The weather in Dar es Salaam is heating up as ‘summer’ takes a firm grip. We’ll soon have the best mangoes, pineapples, and the finest cashews outside heaven to enjoy. In my past Blogs, I’ve alluded to the filthy beggar who sits, but most times lies prone on the concrete floor opposite the building I live in, about a five-minute walk from the Khoja mosque in the center of Dar. I used to give him money for food, but when I saw him smoking once, I stopped the cash and offered to pay for a meal from a nearby restaurant instead. But he refused, defiant, and insisted I give him cash; I said no, not too kindly. So he ceased talking to me and gives me a wounded sullen gaze when I pass him by. I haven’t seen him the whole of last week so I am a bit concerned. I make a mental note to ask the askari guard at the shop about him on my way back from salaat.
It’s only a five-minute walk to the mosque, but I’m already sweating and bothered by the time I get there, for it’s a warm, moist evening. Inside the walled compound, before the entry to the prayer hall, a short bald man is in deep conversation with another man sprouting a thick peppered beard, owner of a handsome black amaama, sitting on his head like a crown. What gets my attention and instant ire is the baldie has a cancer stick between his fingers. He sucks at it and blows a plume of smoke, polluting his mouth, lungs, and my immediate environment. The aalim smiles away benignly, wagging his turban the Indian way. I have this intense desire to reprimand him, that 1. He is in the immediate vicinity of a sacred place, 2. He is violating an official management policy against smoking (never enforced) and 3. He is disrespectful to others by forcing them to inhale his pollutants. But the apathy of the other man, an apparent aalim, gives me pause in stirring up a winnable ruckus. Is it not his obligation to reprimand the baldie that it is wrong to smoke, especially when polluting the sanctity of a mosque and violating the laws of the jamaat and other worshipers? While I wait for the turmoil in my head to stomach the ongoing tamasha, the baldie senses me looking at him in hostility and hastily drops the half-finished cigarette on the ground and smothers it out with a scruffy leather chappal. I let my facial expression do the frosty talking to both of them and enter the prayer hall without acknowledging their hasty and guilt-laden salaams.
It is turning out to be not a very good evening for me. The air-conditioning is switched off inside the mosque – to save money, I am told – and the fans swirl at top speed, moving the warm and moist air around. I look for a place and park myself under a fan, getting some relief from the swirling air that cools my sweat-soaked body, and wait for the call to prayer, about five minutes away. There is a hum of activity moments later. We have some important-looking, high-caliber guests, apparently, from abroad. Seated worshippers get up in reverence to propel them forward, giving up their choice spots. The resident aalim strutters about self-importantly and announces that the chief guest will lead the prayers today, not him, and also give a lecture in Farsi after salaat. He wants us to stay and give him a listen.

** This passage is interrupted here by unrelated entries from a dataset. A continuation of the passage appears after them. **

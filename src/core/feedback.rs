//! Feedback calculation and representation
//!
//! Feedback encodes the coloured tiles of a guess as a base-3 number:
//! - 0 = Absent (black, `b`)
//! - 1 = Present (yellow, `y`)
//! - 2 = Correct (green, `g`)
//!
//! Position 0 is the most significant digit, so for equal lengths the numeric
//! code orders feedbacks lexicographically with `b < y < g`.

use super::word::{ALPHABET_SIZE, LetterSet, MAX_WORD_LEN, Word};
use serde::{Deserialize, Serialize};
use std::cmp::Ordering;
use std::fmt;
use std::sync::OnceLock;
use thiserror::Error;

const POW3: [u32; MAX_WORD_LEN + 1] = {
    let mut table = [1u32; MAX_WORD_LEN + 1];
    let mut i = 1;
    while i <= MAX_WORD_LEN {
        table[i] = table[i - 1] * 3;
        i += 1;
    }
    table
};

/// The mark a single tile receives
#[derive(Debug, Clone, Copy, PartialEq, Eq, Hash)]
pub enum Mark {
    Absent,
    Present,
    Correct,
}

impl Mark {
    const fn digit(self) -> u32 {
        match self {
            Self::Absent => 0,
            Self::Present => 1,
            Self::Correct => 2,
        }
    }

    const fn from_digit(digit: u32) -> Self {
        match digit {
            0 => Self::Absent,
            1 => Self::Present,
            _ => Self::Correct,
        }
    }

    /// Weight used to order feedbacks, fewer hits sort first
    const fn weight(self) -> u32 {
        match self {
            Self::Absent => 0,
            Self::Present => 2,
            Self::Correct => 4,
        }
    }

    /// Symbol used in feedback strings
    #[must_use]
    pub const fn symbol(self) -> char {
        match self {
            Self::Absent => 'b',
            Self::Present => 'y',
            Self::Correct => 'g',
        }
    }

    /// Parse a tile symbol
    ///
    /// Accepts `g`/`G`/🟩, `y`/`Y`/🟨, and `b`/`B`/`-`/`_`/⬛/⬜.
    #[must_use]
    pub const fn from_symbol(symbol: char) -> Option<Self> {
        match symbol {
            'g' | 'G' | '🟩' => Some(Self::Correct),
            'y' | 'Y' | '🟨' => Some(Self::Present),
            'b' | 'B' | '-' | '_' | '⬛' | '⬜' => Some(Self::Absent),
            _ => None,
        }
    }
}

/// Error type for unparseable feedback strings
#[derive(Debug, Clone, PartialEq, Eq, Error)]
pub enum FeedbackError {
    #[error("feedback must have between 1 and {MAX_WORD_LEN} tiles, got {0}")]
    InvalidLength(usize),
    #[error("feedback {text:?} has invalid tile {symbol:?}")]
    InvalidSymbol { text: String, symbol: char },
}

/// Feedback for a guess, one mark per letter
#[derive(Clone, Copy, PartialEq, Eq, Hash, Serialize, Deserialize)]
#[serde(try_from = "String", into = "String")]
pub struct Feedback {
    code: u32,
    len: u8,
}

impl Feedback {
    /// All tiles correct
    #[must_use]
    pub const fn perfect(len: usize) -> Self {
        Self {
            code: POW3[len] - 1,
            len: len as u8,
        }
    }

    /// Build feedback from marks
    ///
    /// # Panics
    /// Panics if there are more marks than [`MAX_WORD_LEN`]
    #[must_use]
    pub fn from_marks(marks: &[Mark]) -> Self {
        assert!(marks.len() <= MAX_WORD_LEN, "too many marks");
        let code = marks.iter().fold(0, |code, mark| code * 3 + mark.digit());
        Self {
            code,
            len: marks.len() as u8,
        }
    }

    /// Calculate the feedback when `guess` is played and `solution` is the answer
    ///
    /// Correct letters are matched first. The remaining, unmatched letters of the
    /// solution are then handed out left to right, so with duplicated letters the
    /// leftmost unmatched occurrences in the guess are the ones marked Present.
    ///
    /// # Examples
    /// ```
    /// use wordle_minimax::core::{Feedback, Word};
    ///
    /// let guess = Word::new("speed").unwrap();
    /// let solution = Word::new("abide").unwrap();
    /// assert_eq!(Feedback::calculate(&guess, &solution).to_string(), "bbyby");
    /// ```
    #[must_use]
    pub fn calculate(guess: &Word, solution: &Word) -> Self {
        debug_assert_eq!(guess.len(), solution.len());

        let mut marks = [Mark::Absent; MAX_WORD_LEN];
        let mut unmatched = [0u8; ALPHABET_SIZE];

        for (position, (g, s)) in guess.letters().iter().zip(solution.letters()).enumerate() {
            if g == s {
                marks[position] = Mark::Correct;
            } else {
                unmatched[usize::from(s - b'a')] += 1;
            }
        }

        for (position, &g) in guess.letters().iter().enumerate() {
            if marks[position] == Mark::Correct {
                continue;
            }
            let count = &mut unmatched[usize::from(g - b'a')];
            if *count > 0 {
                marks[position] = Mark::Present;
                *count -= 1;
            }
        }

        Self::from_marks(&marks[..guess.len()])
    }

    /// Number of tiles
    #[inline]
    #[must_use]
    pub const fn len(self) -> usize {
        self.len as usize
    }

    /// Always false for valid feedback
    #[inline]
    #[must_use]
    pub const fn is_empty(self) -> bool {
        self.len == 0
    }

    /// Raw base-3 code
    #[inline]
    #[must_use]
    pub const fn code(self) -> u32 {
        self.code
    }

    /// Mark at a position
    ///
    /// # Panics
    /// Panics if the position is out of range
    #[must_use]
    pub fn mark_at(self, position: usize) -> Mark {
        assert!(position < self.len(), "position out of range");
        Mark::from_digit(self.code / POW3[self.len() - 1 - position] % 3)
    }

    /// Marks from the first position to the last
    pub fn marks(self) -> impl Iterator<Item = Mark> {
        (0..self.len()).map(move |position| self.mark_at(position))
    }

    #[must_use]
    pub const fn is_perfect(self) -> bool {
        self.code == POW3[self.len as usize] - 1
    }

    #[must_use]
    pub fn count(self, mark: Mark) -> usize {
        self.marks().filter(|&m| m == mark).count()
    }

    fn weight(self) -> u32 {
        self.marks().map(Mark::weight).sum()
    }

    /// Whether this feedback can be realised for `guess`
    ///
    /// Once a letter is marked Absent every unmatched copy of it in the solution
    /// has been handed out, so a later occurrence of that letter cannot be
    /// marked Present.
    #[must_use]
    pub fn is_consistent_with(self, guess: &Word) -> bool {
        if guess.len() != self.len() {
            return false;
        }

        let mut absent = LetterSet::new();
        for (position, mark) in self.marks().enumerate() {
            let letter = guess.index_at(position);
            match mark {
                Mark::Absent => absent = absent.with(letter),
                Mark::Present if absent.contains(letter) => return false,
                _ => {}
            }
        }
        true
    }

    /// Whether any guess/solution pair can produce this shape of feedback
    ///
    /// With every other tile Correct, the only unmatched solution letter sits at
    /// the remaining position. A Present there would need the guess letter to
    /// equal that solution letter, which would have made the tile Correct.
    /// So exactly one Present and no Absent can never occur.
    #[must_use]
    pub fn is_realizable_shape(self) -> bool {
        !(self.count(Mark::Present) == 1 && self.count(Mark::Absent) == 0)
    }

    /// Convert feedback to an emoji string like "🟩🟨⬛🟩🟨"
    #[must_use]
    pub fn to_emoji(self) -> String {
        self.marks()
            .map(|mark| match mark {
                Mark::Correct => '🟩',
                Mark::Present => '🟨',
                Mark::Absent => '⬛',
            })
            .collect()
    }
}

/// Feedback for `guess` against `solution`, see [`Feedback::calculate`]
#[must_use]
pub fn feedback_for(guess: &Word, solution: &Word) -> Feedback {
    Feedback::calculate(guess, solution)
}

/// Whether `feedback` can be realised for `guess`, see [`Feedback::is_consistent_with`]
#[must_use]
pub fn is_consistent(guess: &Word, feedback: Feedback) -> bool {
    feedback.is_consistent_with(guess)
}

/// Every realisable feedback shape of the given length, in partition order
///
/// The table is built once per length and shared afterwards.
///
/// # Panics
/// Panics if the length is zero or above [`MAX_WORD_LEN`]
#[must_use]
pub fn all_feedbacks(len: usize) -> &'static [Feedback] {
    static TABLES: [OnceLock<Box<[Feedback]>>; MAX_WORD_LEN + 1] =
        [const { OnceLock::new() }; MAX_WORD_LEN + 1];

    assert!((1..=MAX_WORD_LEN).contains(&len), "unsupported word length");

    TABLES[len].get_or_init(|| {
        let mut feedbacks: Vec<Feedback> = (0..POW3[len])
            .map(|code| Feedback {
                code,
                len: len as u8,
            })
            .filter(|feedback| feedback.is_realizable_shape())
            .collect();
        feedbacks.sort_unstable();
        feedbacks.into_boxed_slice()
    })
}

impl Ord for Feedback {
    /// Fewer hits first (weighted Absent 0, Present 2, Correct 4), then
    /// lexicographic with `b < y < g`
    ///
    /// This is not the plain `b < y < g` lexicographic order: `ybbbb` sorts
    /// before `bbbbg` here and after it there. Foils chosen on ties follow
    /// this order, so cached foils need not match those of a tool ranking
    /// partitions lexicographically.
    fn cmp(&self, other: &Self) -> Ordering {
        self.len
            .cmp(&other.len)
            .then_with(|| self.weight().cmp(&other.weight()))
            .then_with(|| self.code.cmp(&other.code))
    }
}

impl PartialOrd for Feedback {
    fn partial_cmp(&self, other: &Self) -> Option<Ordering> {
        Some(self.cmp(other))
    }
}

impl fmt::Display for Feedback {
    fn fmt(&self, f: &mut fmt::Formatter<'_>) -> fmt::Result {
        self.marks()
            .try_for_each(|mark| fmt::Write::write_char(f, mark.symbol()))
    }
}

impl fmt::Debug for Feedback {
    fn fmt(&self, f: &mut fmt::Formatter<'_>) -> fmt::Result {
        write!(f, "Feedback({self})")
    }
}

impl std::str::FromStr for Feedback {
    type Err = FeedbackError;

    fn from_str(s: &str) -> Result<Self, Self::Err> {
        let marks = s
            .trim()
            .chars()
            .map(|symbol| {
                Mark::from_symbol(symbol).ok_or_else(|| FeedbackError::InvalidSymbol {
                    text: s.to_owned(),
                    symbol,
                })
            })
            .collect::<Result<Vec<_>, _>>()?;

        if marks.is_empty() || marks.len() > MAX_WORD_LEN {
            return Err(FeedbackError::InvalidLength(marks.len()));
        }

        Ok(Self::from_marks(&marks))
    }
}

impl TryFrom<String> for Feedback {
    type Error = FeedbackError;

    fn try_from(value: String) -> Result<Self, Self::Error> {
        value.parse()
    }
}

impl From<Feedback> for String {
    fn from(feedback: Feedback) -> Self {
        feedback.to_string()
    }
}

Then, suddenly, as if by magic, the open windows are shuttered and the churning muggy air turns cool and then cold. The Jamaat management decides, on the spur of the moment, that the visiting guests are not, unlike us ordinary ones in the congregation, to be deprived of a cool and comfortable setting to offer prayers. The special guests cannot be made to sweat away like the rest of us, so the air-conditioners have been turned on full blast. LUKU funds to pay for the air-conditioner will have to be solicited from members somehow. Saving money is not so important when it comes to Farsi-speaking guests from abroad, no? I want to request the guests to please visit Dar es Salaam more often, especially in the summer. We’ll pray in relative comfort together, concentrating on the salaat rather than having to fidget with sweat oozing from rather unholy places. I don’t stick around after the salaat concludes. Experience tells me that the lecture will be a drawn-out affair and the interpreted Urdu/English gets lost in translation anyway, more often than not, so I quickly leave.
On my way home, I don’t have to ask the askari about my beggar friend; I had fretted about him needlessly. I see him sitting in his usual place, looking even scruffier, furiously scratching his matted hair. I pass him by and our glances fleetingly meet, his frostier than usual. For reasons unexplained, I feel much relieved.